→ **YOUR ASSIGNMENT**: Search the data for the word "rows" and copy each line that has it.

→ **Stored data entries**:
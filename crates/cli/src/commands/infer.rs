//! Link inference command

use super::open_data;
use crate::output::{
    color_confidence, format_gbps, print_header, print_info, print_json, print_success,
    print_table, print_warning, OutputFormat,
};
use crate::InferArgs;
use anyhow::{Context, Result};
use colored::Colorize;
use tabled::Tabled;
use topology_lib::export::{write_artifacts, TopologyExport};
use topology_lib::{CapacityReport, Pipeline, PipelineConfig, PipelineMetrics, PipelineOutcome};

#[derive(Tabled)]
struct LinkRow {
    #[tabled(rename = "Link")]
    link: String,
    #[tabled(rename = "Cells")]
    cells: String,
    #[tabled(rename = "Confidence")]
    confidence: String,
    #[tabled(rename = "Safe Capacity")]
    safe_capacity: String,
    #[tabled(rename = "Detail")]
    detail: String,
}

pub fn run(args: &InferArgs, config: PipelineConfig, format: OutputFormat) -> Result<()> {
    let source = open_data(&args.data, &config)?;
    let pipeline = Pipeline::new(config)?;
    let outcome = pipeline.run(source.as_ref())?;

    match format {
        OutputFormat::Json => print_json(&TopologyExport::from_outcome(&outcome))?,
        OutputFormat::Table => print_outcome(&outcome),
    }

    if let Some(dir) = &args.output {
        let written = write_artifacts(&outcome, dir)?;
        if matches!(format, OutputFormat::Table) {
            print_success(&format!(
                "Wrote {} artifacts to {}",
                written.len(),
                dir.display()
            ));
        }
    }

    if let Some(path) = &args.metrics {
        let text = PipelineMetrics::new()
            .encode_text()
            .context("Failed to encode metrics")?;
        std::fs::write(path, text)
            .with_context(|| format!("Failed to write metrics to {}", path.display()))?;
    }

    Ok(())
}

fn print_outcome(outcome: &PipelineOutcome) {
    print_header(&format!("Fronthaul Topology: {}", outcome.dataset));
    println!("{}: {}", "Cells".bold(), outcome.cell_count);
    println!("{}: {}", "Threshold".bold(), outcome.threshold);
    if let Some(model) = &outcome.capacity_model {
        println!("{}: {}", "Capacity model".bold(), model);
    }
    println!();

    if !outcome.is_complete() {
        print_warning(&format!(
            "Only {} cell(s) found; link inference needs at least two",
            outcome.cell_count
        ));
        return;
    }

    let rows: Vec<LinkRow> = outcome
        .links
        .iter()
        .map(|(label, cells)| {
            let confidence = outcome.confidences.get(label).copied().unwrap_or(0.0);
            let report = outcome.capacity.get(label);
            LinkRow {
                link: label.to_string(),
                cells: cells.join(", "),
                confidence: color_confidence(confidence),
                safe_capacity: format_gbps(report.and_then(CapacityReport::safe_gbps)),
                detail: report.map(describe_report).unwrap_or_default(),
            }
        })
        .collect();
    print_table(&rows);

    if outcome.warnings.is_empty() {
        print_success(&format!("Inferred {} link(s)", outcome.links.len()));
    } else {
        println!();
        for warning in &outcome.warnings {
            print_warning(warning);
        }
    }

    let empty = outcome.fingerprints.empty_count();
    if empty > 0 {
        print_info(&format!("{} cell(s) had no loss samples", empty));
    }
}

fn describe_report(report: &CapacityReport) -> String {
    match report {
        CapacityReport::Transmit(t) => format!(
            "est {:.3} Gbps, {} cell(s) with data",
            t.estimated_gbps, t.cells_with_data
        ),
        CapacityReport::DualCapture(d) => format!(
            "peak {:.3} / avg {:.3} Gbps, congestion {:.3}",
            d.peak_demand_gbps, d.average_demand_gbps, d.congestion_score
        ),
        CapacityReport::Empty(_) => "no data".to_string(),
    }
}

→ **THE ANSWER**:
    let rows: Vec<LinkRow> = outcome
    print_table(&rows);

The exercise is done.